After the hearing on the motion to suppress, the trial court made oral rulings which included a statement that the Defendant “was in custody [] when he was transported to the hospital and while he was at the hospital he was not free to leave.” The trial court also ruled that the Defendant’s statements made when he was first found were not voluntary because “he was in no condition to voluntarily make statements to that.” In a later written order the trial court ruled that:

Defendant was illegally detained during his pre-Miranda statements.... a reasonable person in Defendant’s position would not have felt free to leave, or disengage from, the police contact existing in this case. As such, defendant was in ‘custody’ when his statements were taken.... The Court suppresses Defendant’s pre-Miranda statements Defendant was consistently in custody for several hours (i.e. from the time he was transported to the hospital to the moment he was escorted to the interview room.).

After later proceedings on a motion for rehearing, the State filed this appeal.

We affirm suppression of all statements made by the Defendant because the trial court was correct to conclude that the Defendant was in custody at the time all statements were made, see Ramirez v. State, 739 So.2d 568, 573 (Fla.1999), and in finding that his post-Miranda form did not cure the taint of Defendant’s illegal detention. Adams v. State, 830 So.2d 911 (Fla. 3d DCA 2001). Specifically with respect to the statements made when the Defendant was first discovered, there is some confusion in the record as to whether the Defendant made any statements to rescue personnel which could be considered separately from statements made to the detective. Despite the confusion, the Order on appeal states: “[w]hile being treated by Fire Rescue, [the detective] approached Defendant to speak to him” and “[w]hile being treated, [the detective] asked Defendant for his biographical information and for an explanation of “what happened.’ Defendant provided the name Andrew Gil....” Because the Order indicates that the questioning was done by the detective, we affirm the suppression of that statement as well. Moreover, we conclude that the trial court was also correct to initially find that the Defendant was in no condition to make voluntary statements. Reddish v. State, 167 So.2d 858, 868 (Fla.1964).

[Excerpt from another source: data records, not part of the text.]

/// Perspective transform between module space and image space
use crate::models::Point;

/// Perspective transformation matrix (3x3, a33 = 1)
#[derive(Debug, Clone, Copy, PartialEq)]
pub struct PerspectiveTransform {
    a11: f64,
    a12: f64,
    a13: f64,
    a21: f64,
    a22: f64,
    a23: f64,
    a31: f64,
    a32: f64,
}

impl PerspectiveTransform {
    /// Create transform from 4 source points to 4 destination points
    pub fn from_points(src: &[Point; 4], dst: &[Point; 4]) -> Option<Self> {
        // Direct linear transform: two equations per correspondence
        let mut a = [[0.0f64; 8]; 8];
        let mut b = [0.0f64; 8];

        for i in 0..4 {
            let (sx, sy) = (src[i].x as f64, src[i].y as f64);
            let (dx, dy) = (dst[i].x as f64, dst[i].y as f64);

            let row = i * 2;
            a[row] = [sx, sy, 1.0, 0.0, 0.0, 0.0, -dx * sx, -dx * sy];
            b[row] = dx;
            a[row + 1] = [0.0, 0.0, 0.0, sx, sy, 1.0, -dy * sx, -dy * sy];
            b[row + 1] = dy;
        }

        solve_linear_system(a, b).map(|s| Self {
            a11: s[0],
            a12: s[1],
            a13: s[2],
            a21: s[3],
            a22: s[4],
            a23: s[5],
            a31: s[6],
            a32: s[7],
        })
    }

    /// Transform a point using this perspective matrix; `None` at the horizon
    pub fn transform(&self, x: f64, y: f64) -> Option<(f64, f64)> {
        let denominator = self.a31 * x + self.a32 * y + 1.0;
        if denominator.abs() < 1e-12 {
            return None;
        }
        Some((
            (self.a11 * x + self.a12 * y + self.a13) / denominator,
            (self.a21 * x + self.a22 * y + self.a23) / denominator,
        ))
    }

    /// Transform a `Point`
    pub fn transform_point(&self, p: &Point) -> Option<Point> {
        self.transform(p.x as f64, p.y as f64)
            .map(|(x, y)| Point::new(x as f32, y as f32))
    }
}

/// Solve 8x8 linear system using Gaussian elimination with partial pivoting
#[allow(clippy::needless_range_loop)]
fn solve_linear_system(mut a: [[f64; 8]; 8], mut b: [f64; 8]) -> Option<[f64; 8]> {
    let n = 8;

    // Forward elimination
    for i in 0..n {
        let max_row = (i..n).max_by(|&p, &q| a[p][i].abs().total_cmp(&a[q][i].abs()))?;
        if a[max_row][i].abs() < 1e-12 {
            return None;
        }
        a.swap(i, max_row);
        b.swap(i, max_row);

        for k in (i + 1)..n {
            let factor = a[k][i] / a[i][i];
            b[k] -= factor * b[i];
            for j in i..n {
                a[k][j] -= factor * a[i][j];
            }
        }
    }

    // Back substitution
    let mut x = [0.0f64; 8];
    for i in (0..n).rev() {
        let sum: f64 = b[i] - ((i + 1)..n).map(|j| a[i][j] * x[j]).sum::<f64>();
        x[i] = sum / a[i][i];
    }

    Some(x)
}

The trial court also ruled that the video tape of The First ⅛8 could not be shown to the jury. We also affirm that ruling because the video tape was so heavily redacted that the available portions were deprived of relevance. Martinez v. State, 761 So.2d 1074 (Fla.2000); Morrison v. State, 546 So.2d 102 (Fla. 4th DCA 1989).

Affirmed. 
      
      . The remaining portions of the video were destroyed by the television crew. Apparently, no effort was made by the City of Miami to request retention of the full video.
     
      
      . It is unclear from the briefs how long after this occurred that 911 was called.
     
      
      . A Miranda form signed at 2:00 a.m. was admitted into evidence, but the reading of the rights is not on the video.